Low levels of serum 25-hydroxy vitamin D (25(OH)D), have been associated with development of type 2 diabetes and cardiovascular disease (CVD); however there are limited data on serum 25(OH)D in Indigenous Australians, a population at high risk for both diabetes and CVD. We aimed to assess levels of serum 25(OH)D in Aboriginal and Torres Strait Islander Australians and to explore relationships between 25(OH)D and cardio-metabolic risk factors and diabetes.592 Aboriginal and/or Torres Strait Islander Australian participants of The eGFR (estimated glomerular filtration rate) Study, a cross-sectional analysis of a cohort study performed in 2007-2011, from urban and remote centres within communities, primary care and tertiary hospitals across Northern Territory, Far North Queensland and Western Australia. Assessment of serum 25(OH)D, cardio-metabolic risk factors (central obesity, diabetes, hypertension, history of cardiovascular disease, current smoker, low HDL-cholesterol), and diabetes (by history or HbA1c ≥6.5%) was performed.
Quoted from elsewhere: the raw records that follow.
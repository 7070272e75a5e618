//! # Simulation モジュール
//!
//! ロケット斉射時の機体縦系運動を積分するシミュレーションエンジンを提供します。
//!
//! 固定刻み（既定1ms）の半陰的オイラー積分で、慣性モーメント・角運動・
//! 迎角・昇降舵角・ピッチングモーメントを1ステップずつ更新し、
//! 全ステップのスナップショットをメモリ上に蓄積します。出力は実行後に一括で行います。
//!
//! ## 1ステップの処理順序
//!
//! 1. **慣性モーメント**: 発射済みロケットの質量を差し引き、燃焼中ロケットの半径寄与を加算
//! 2. **角加速度**: 前ステップのモーメントから ε = M·R·g / I
//! 3. **角速度**: ω += ε·Δt
//! 4. **迎角**: α += ω·Δt
//! 5. **昇降舵角**: トリム則 δ = −(mα·α)/mδ
//! 6. **空力モーメント**: 更新後の α, δ から算出
//! 7. **ロケット**: 燃焼窓内のロケットの速度・変位を積分し推力モーメントを加算、
//!    燃焼終了時刻に離脱数を1増やす
//!
//! 時刻は整数ミリ秒で保持するため、発射・燃焼終了の判定は厳密な等値比較です。
//!
//! ## 使用例
//!
//! ```rust,ignore
//! use crate::simulation::SimulationEngine;
//! use crate::scenario::{ScenarioConfig, MAX_STEPS};
//!
//! let config = ScenarioConfig::default();
//! let mut engine = SimulationEngine::new(&config, 0).unwrap();
//! let report = engine.run().unwrap();
//! assert_eq!(report.snapshot_count, 10_001);
//! ```

use thiserror::Error;
use tracing::{debug, info, trace};

use crate::models::{
    aerodynamics, integrate, step_seconds, MassBudget, PhysicalConstants, RocketEvent, RocketMotion,
    SignalRange, SimTime, SimulationState,
};
use crate::scenario::{ScenarioConfig, MAX_STEPS};

/// シミュレーション実行時エラー
#[derive(Debug, Error)]
pub enum SimulationError {
    #[error("ロケット {rocket} の半径テーブルが不足しています (経過 {elapsed_ms}ms, テーブル長 {len}): 燃焼時間とテーブル長が一致しません")]
    RadialTableExhausted {
        rocket: String,
        elapsed_ms: u64,
        len: usize,
    },
    #[error("質量が負になりました: {0}")]
    NegativeMass(String),
    #[error("CSV出力エラー: {0}")]
    Csv(#[from] csv::Error),
    #[error("出力エラー: {0}")]
    Io(#[from] std::io::Error),
}

/// 1ステップ進めた状態を計算する
///
/// `motions` は `rockets` と同じ並びのロケット運動状態で、燃焼窓内のものだけ更新される。
/// `rockets` は発射順に並んでいること（先頭 `launched_count` 発が離脱済み）。
pub fn advance(
    state: &SimulationState,
    constants: &PhysicalConstants,
    rockets: &[RocketEvent],
    motions: &mut [RocketMotion],
    step_ms: u64,
) -> Result<SimulationState, SimulationError> {
    let time = state.time.advanced_by(step_ms);
    let dt = step_seconds(step_ms);

    // 1. 慣性モーメント
    let launched = &rockets[..(state.launched_count as usize).min(rockets.len())];
    let budget = MassBudget::after_launches(constants, launched)?;
    let mut burning_inertia = 0.0;
    for rocket in rockets.iter().filter(|r| r.is_active(time)) {
        burning_inertia += rocket.inertia_contribution(constants, time)?;
    }
    let moment_of_inertia = budget.moment_of_inertia(constants, burning_inertia);

    // 2〜4. 角運動
    let angular_acceleration =
        aerodynamics::angular_acceleration(constants, state.aerodynamic_moment, moment_of_inertia);
    let angular_velocity = integrate(state.angular_velocity, angular_acceleration, dt);
    let attack_angle = integrate(state.attack_angle, angular_velocity, dt);

    // 5〜6. トリムと空力モーメント
    let elevator_angle = aerodynamics::trim_elevator_angle(constants, attack_angle);
    let mut aerodynamic_moment = aerodynamics::pitching_moment(constants, attack_angle, elevator_angle);

    // 7. 燃焼中ロケット
    let mut rocket_moment = 0.0;
    let mut rocket_velocity = 0.0;
    let mut rocket_displacement = 0.0;
    let mut launched_count = state.launched_count;
    for (rocket, motion) in rockets.iter().zip(motions.iter_mut()) {
        if !rocket.is_active(time) {
            continue;
        }
        motion.integrate(constants, dt);
        rocket_moment += motion.thrust_moment(rocket, constants);
        rocket_velocity += motion.velocity;
        rocket_displacement += motion.displacement;

        if time == rocket.burnout() {
            launched_count += 1;
        }
    }
    aerodynamic_moment += rocket_moment;

    Ok(SimulationState {
        time,
        moment_of_inertia,
        angular_acceleration,
        angular_velocity,
        attack_angle,
        elevator_angle,
        aerodynamic_moment,
        rocket_moment,
        rocket_velocity,
        rocket_displacement,
        launched_count,
    })
}

/// ロケット離脱記録
#[derive(Debug, Clone, PartialEq)]
pub struct BurnoutRecord {
    pub rocket_id: String,
    pub time: SimTime,
    pub moment_of_inertia: f64,
}

/// 実行結果の概要
#[derive(Debug, Clone)]
pub struct RunReport {
    pub snapshot_count: usize,
    pub final_time: SimTime,
    pub launched_count: u32,
    pub burnouts: Vec<BurnoutRecord>,
    pub angular_acceleration: Option<SignalRange>,
    pub angular_velocity: Option<SignalRange>,
    pub attack_angle: Option<SignalRange>,
    pub elevator_angle: Option<SignalRange>,
}

impl RunReport {
    /// 概要をログに出力
    pub fn log_summary(&self) {
        info!("=== 実行結果 ===");
        info!("スナップショット数: {}", self.snapshot_count);
        info!("終了時刻: {}", self.final_time);
        info!("離脱ロケット数: {}", self.launched_count);
        for record in &self.burnouts {
            info!(
                "  {}: 離脱 {} (I = {:.4})",
                record.rocket_id, record.time, record.moment_of_inertia
            );
        }
        let signals = [
            ("epsilon", self.angular_acceleration),
            ("omega", self.angular_velocity),
            ("alpha", self.attack_angle),
            ("delta", self.elevator_angle),
        ];
        for (name, range) in signals {
            if let Some(r) = range {
                info!("  {}: min {:.6e}, max {:.6e}", name, r.min, r.max);
            }
        }
    }
}

pub struct SimulationEngine {
    pub step_ms: u64,
    pub end_time: SimTime,
    pub step_count: u64,

    pub constants: PhysicalConstants,
    pub rockets: Vec<RocketEvent>,
    pub motions: Vec<RocketMotion>,

    pub state: SimulationState,
    pub history: Vec<SimulationState>,
    pub burnouts: Vec<BurnoutRecord>,

    pub verbose_level: u8,
}

impl SimulationEngine {
    /// シナリオを検証してエンジンを作成
    pub fn new(scenario: &ScenarioConfig, verbose_level: u8) -> Result<Self, Box<dyn std::error::Error>> {
        scenario.validate()?;

        let constants = scenario.constants.clone();
        let rockets = scenario.rocket_events();
        let motions = vec![RocketMotion::default(); rockets.len()];

        let initial_inertia = MassBudget::after_launches(&constants, &[])?.moment_of_inertia(&constants, 0.0);
        let state = SimulationState::initial(&constants, scenario.sim.initial_attack_angle, initial_inertia);

        let step_count = scenario.sim.end_ms / scenario.sim.step_ms;
        let mut history = Vec::with_capacity(step_count.min(MAX_STEPS) as usize + 1);
        history.push(state);

        if verbose_level > 0 {
            info!("シミュレーションエンジンを初期化しました:");
            info!("  ロケット: {}発", rockets.len());
            info!("  初期慣性モーメント: {:.4}", initial_inertia);
            info!("  初期迎角: {}", state.attack_angle);
        }

        Ok(Self {
            step_ms: scenario.sim.step_ms,
            end_time: SimTime::from_millis(scenario.sim.end_ms),
            step_count: 0,
            constants,
            rockets,
            motions,
            state,
            history,
            burnouts: Vec::new(),
            verbose_level,
        })
    }

    /// 終了時刻まで積分する
    pub fn run(&mut self) -> Result<RunReport, SimulationError> {
        info!("=== シミュレーション実行開始 ===");

        let progress_interval = (1000 / self.step_ms).max(1);
        while self.state.time < self.end_time {
            self.step()?;

            if self.verbose_level > 2 {
                trace!(
                    "時刻: {} I={:.4} ε={:.6e} ω={:.6e} α={:.6} Mz={:.6e}",
                    self.state.time,
                    self.state.moment_of_inertia,
                    self.state.angular_acceleration,
                    self.state.angular_velocity,
                    self.state.attack_angle,
                    self.state.aerodynamic_moment
                );
            }

            if self.verbose_level > 0 && self.step_count % progress_interval == 0 {
                let progress = self.state.time.as_millis() as f64 / self.end_time.as_millis() as f64 * 100.0;
                info!("進行状況: {:.1}% ({})", progress, self.state.time);
            }
        }

        info!("=== シミュレーション完了 ===");
        info!("総ステップ数: {}", self.step_count);

        Ok(self.report())
    }

    /// 1ステップ進めて履歴に追加
    pub fn step(&mut self) -> Result<(), SimulationError> {
        let next = advance(
            &self.state,
            &self.constants,
            &self.rockets,
            &mut self.motions,
            self.step_ms,
        )?;

        for rocket in self.rockets.iter().filter(|r| r.launch == next.time) {
            debug!("ロケット発射: {} ({})", rocket.id, next.time);
        }
        if next.launched_count > self.state.launched_count {
            let rocket = &self.rockets[self.state.launched_count as usize];
            debug!(
                "ロケット離脱: {} ({}, 離脱数 {})",
                rocket.id, next.time, next.launched_count
            );
            self.burnouts.push(BurnoutRecord {
                rocket_id: rocket.id.clone(),
                time: next.time,
                moment_of_inertia: next.moment_of_inertia,
            });
        }

        self.state = next;
        self.history.push(next);
        self.step_count += 1;
        Ok(())
    }

    /// 蓄積したスナップショット列
    pub fn history(&self) -> &[SimulationState] {
        &self.history
    }

    pub fn report(&self) -> RunReport {
        let h = &self.history;
        RunReport {
            snapshot_count: h.len(),
            final_time: self.state.time,
            launched_count: self.state.launched_count,
            burnouts: self.burnouts.clone(),
            angular_acceleration: SignalRange::from_values(h.iter().map(|s| s.angular_acceleration)),
            angular_velocity: SignalRange::from_values(h.iter().map(|s| s.angular_velocity)),
            attack_angle: SignalRange::from_values(h.iter().map(|s| s.attack_angle)),
            elevator_angle: SignalRange::from_values(h.iter().map(|s| s.elevator_angle)),
        }
    }
}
Associations were explored between 25(OH)D and outcome measures of diabetes and number of cardio-metabolic risk factors.The median (IQR) serum 25(OH)D was 60 (45-77) nmol/L, 31% had 25(OH)D <50 nmol/L. For participants with 25(OH)D < 50 vs ≥50 nmol/L, cardio-metabolic risk profile differed for: diabetes (54%, 36% p < 0.001), past history of cardiovascular disease (16%, 9%, p = 0.014), waist-hip ratio (0.98, 0.92, p < 0.001), urine albumin-creatinine ratio (2.7, 1.5 mg/mmol, p < 0.001). The OR (95% CI) for diabetes was 2.02 (1.03 - 3.95) for people in the lowest vs highest tertiles of 25(OH)D (<53 vs >72 nmol/L, respectively) after adjusting for known cardio-metabolic risk factors.The percentage of 25(OH)D levels <50 nmol/L was high among Aboriginal and Torres Strait Islander Australians from Northern and Central Australia. Low 25(OH)D level was associated with adverse cardio-metabolic risk profile and was independently associated with diabetes. These findings require exploration in longitudinal studies.